Time for a new part of the ECS back anf forth series. With this post I want to
go through the hybrid storage chimera for ECS libraries and explain why it’s
not that good as it seems at a first glance.
EnTT
already comes with an hybrid storage and it offers it since a long time
ago, even though it isn’t fully recognized as such by many (apparently I did a
good job of hiding it). Briefly, it does it with its grouping functionality.
For those who don’t know it, this feature allows users to literally create
tables across different and otherwise independent pools.
If on one side this has some benefits, on the other side it also suffers from
the same problems of other well known architectures. Be careful though: not
problems in an absolute way, but such only when framed in this perspective.
This is why I think I’m probably good enough to talk about hybrid storage and
especially explain the cons of them. In a nutshell, because I’ve already hurt
myself with them.
Introduction
The idea behind the concept of hybrid storage is quite simple but can also be
easily misunderstood.
I’m not talking of the custom storage offered by EnTT
here. In this case, we
have fully independent storage classes that somehow offer different
functionalities. For example, a plain array in one case and a paged one in the
other case or a pool that also emits signals versus one that does not. This
is not a hybrid storage, they are just custom independent pools.
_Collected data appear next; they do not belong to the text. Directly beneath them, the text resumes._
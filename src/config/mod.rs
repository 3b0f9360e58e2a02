//! Launch configuration: environment resolution and the value mini-language.
//!
//! The launcher is configured entirely through environment variables set by
//! the packaging layer. `*_ARGS` variables name JSON argument files in the
//! mini-language (see [`resolver`]); helper facilities are enabled by the
//! presence of their variable, disabled by its absence.

pub mod resolver;
pub mod types;

use crate::config::resolver::{derive_instance_id, Resolver};
use crate::config::types::{
    CommandSpec, DisplayProxyConfig, LaunchConfiguration, LauncherError, Result,
};
use log::debug;
use std::path::{Path, PathBuf};

/// Sandbox host executable; defaults to `bwrap`.
pub const HOST_EXE_ENV: &str = "BOLTHOLE_HOST_EXE";
/// Host argument file (required).
pub const HOST_ARGS_ENV: &str = "BOLTHOLE_HOST_ARGS";
/// Contained application executable (required).
pub const APP_EXE_ENV: &str = "BOLTHOLE_APP_EXE";
/// Optional application name; namespaces the instance identifier.
pub const APP_NAME_ENV: &str = "BOLTHOLE_APP_NAME";
/// Bus-filter proxy argument file; presence enables the proxy.
pub const BUS_PROXY_ARGS_ENV: &str = "BOLTHOLE_BUS_PROXY_ARGS";
/// Bus-filter proxy executable; defaults to `xdg-dbus-proxy`.
pub const BUS_PROXY_EXE_ENV: &str = "BOLTHOLE_BUS_PROXY_EXE";
/// Display proxy argument file; presence enables the proxy.
pub const DISPLAY_PROXY_ARGS_ENV: &str = "BOLTHOLE_DISPLAY_PROXY_ARGS";
/// Display proxy executable (required when the proxy is enabled).
pub const DISPLAY_PROXY_EXE_ENV: &str = "BOLTHOLE_DISPLAY_PROXY_EXE";
/// Socket path the display proxy creates (required when enabled).
pub const DISPLAY_SOCKET_ENV: &str = "BOLTHOLE_DISPLAY_SOCKET";
/// Network attacher executable; presence enables the attacher.
pub const NET_ATTACH_EXE_ENV: &str = "BOLTHOLE_NET_ATTACH_EXE";
/// Network attacher argument file (optional).
pub const NET_ATTACH_ARGS_ENV: &str = "BOLTHOLE_NET_ATTACH_ARGS";
/// Metadata template path; presence enables metadata materialization.
pub const INFO_TEMPLATE_ENV: &str = "BOLTHOLE_INFO_TEMPLATE";

const DEFAULT_HOST_EXE: &str = "bwrap";
const DEFAULT_BUS_PROXY_EXE: &str = "xdg-dbus-proxy";

fn env_var(name: &str) -> Option<String> {
    std::env::var(name).ok().filter(|v| !v.is_empty())
}

fn env_or(name: &str, default: &str) -> String {
    env_var(name).unwrap_or_else(|| default.to_string())
}

fn required(name: &str) -> Result<String> {
    env_var(name).ok_or_else(|| LauncherError::Config(format!("{name} is not set")))
}

impl LaunchConfiguration {
    /// Resolve the full configuration from the environment; `app_args` is the
    /// launcher's own trailing argv, passed through to the application.
    pub fn from_env(app_args: Vec<String>) -> Result<Self> {
        let instance_id = derive_instance_id(env_var(APP_NAME_ENV).as_deref());
        let resolver = Resolver::new(&instance_id);

        let host_args = resolver.eval_args_file(Path::new(&required(HOST_ARGS_ENV)?))?;
        let host = CommandSpec::new(env_or(HOST_EXE_ENV, DEFAULT_HOST_EXE), host_args);
        let app = CommandSpec::new(required(APP_EXE_ENV)?, app_args);

        let bus_proxy = env_var(BUS_PROXY_ARGS_ENV)
            .map(|args_file| {
                let args = resolver.eval_args_file(Path::new(&args_file))?;
                Ok::<_, LauncherError>(CommandSpec::new(
                    env_or(BUS_PROXY_EXE_ENV, DEFAULT_BUS_PROXY_EXE),
                    args,
                ))
            })
            .transpose()?;

        let display_proxy = env_var(DISPLAY_PROXY_ARGS_ENV)
            .map(|args_file| {
                let args = resolver.eval_args_file(Path::new(&args_file))?;
                let exe = required(DISPLAY_PROXY_EXE_ENV)?;
                let socket = PathBuf::from(required(DISPLAY_SOCKET_ENV)?);
                Ok::<_, LauncherError>(DisplayProxyConfig {
                    command: CommandSpec::new(exe, args),
                    socket,
                })
            })
            .transpose()?;

        let net_attach = env_var(NET_ATTACH_EXE_ENV)
            .map(|exe| {
                let args = match env_var(NET_ATTACH_ARGS_ENV) {
                    Some(args_file) => resolver.eval_args_file(Path::new(&args_file))?,
                    None => Vec::new(),
                };
                Ok::<_, LauncherError>(CommandSpec::new(exe, args))
            })
            .transpose()?;

        let info_template = env_var(INFO_TEMPLATE_ENV).map(PathBuf::from);

        debug!(
            "resolved configuration: instance {instance_id}, bus proxy {}, display proxy {}, \
             network attacher {}, metadata {}",
            bus_proxy.is_some(),
            display_proxy.is_some(),
            net_attach.is_some(),
            info_template.is_some(),
        );

        Ok(Self {
            instance_id,
            host,
            app,
            bus_proxy,
            display_proxy,
            net_attach,
            info_template,
        })
    }
}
A hybrid storage is something else. It doesn’t cover how a single type is laid
out. Instead, it covers how multiple types are laid out and how they affect
each other in case.
Let’s take the most common models: sparse set based solutions vs table based
ones (like those where archetypes are dynamically created at runtime, but also
where the number and the types of the tables are fixed at compile-time).
Can you spot the differences? Do you see why mixing them can lead to headaches
in the worst case or just get away from you some nice-to-have feature in the
best case? Do you know how groups fit into all of this?
If you don’t, then this post is for you.
Independent pools
A sparse set based model, like many others actually, is such that it has fully
independent pools. If it’s good or not is not something I want to discuss and
it’s primarily a matter of tastes. Of course, it’s my preferred design, but this
doesn’t make it any worse or better than others.
What matters here are the details. Because the devil is in the details.
Let’s make an example: multithreading characteristics. In this case, users can
easily add and remove components concurrently, as long as they don’t insist on
the same pool from different threads. No command queues, no staging areas, none
of this: you can just do it when you like. You can even sort a pool and update
the data within other pools from another thread if you like. There is no limit
to what you can do as long as you don’t break its most basic rule: don’t write
(for all definitions of write, so for example don’t update, add or remove)
instances of components having the same type from different threads.
Otherwise, without bothering with multithreading, consider that an independent
pools approach allows users to add and delete components during iterations (with
some tricks unknown to most), without the need for any overlay to delay these
operations.
Furthermore, it allows users to extend pools dedicated to specific types or to
change their internal design to fit a given goal (duck typing at the end of
the day, as long as it behaves like a storage, it’s a storage).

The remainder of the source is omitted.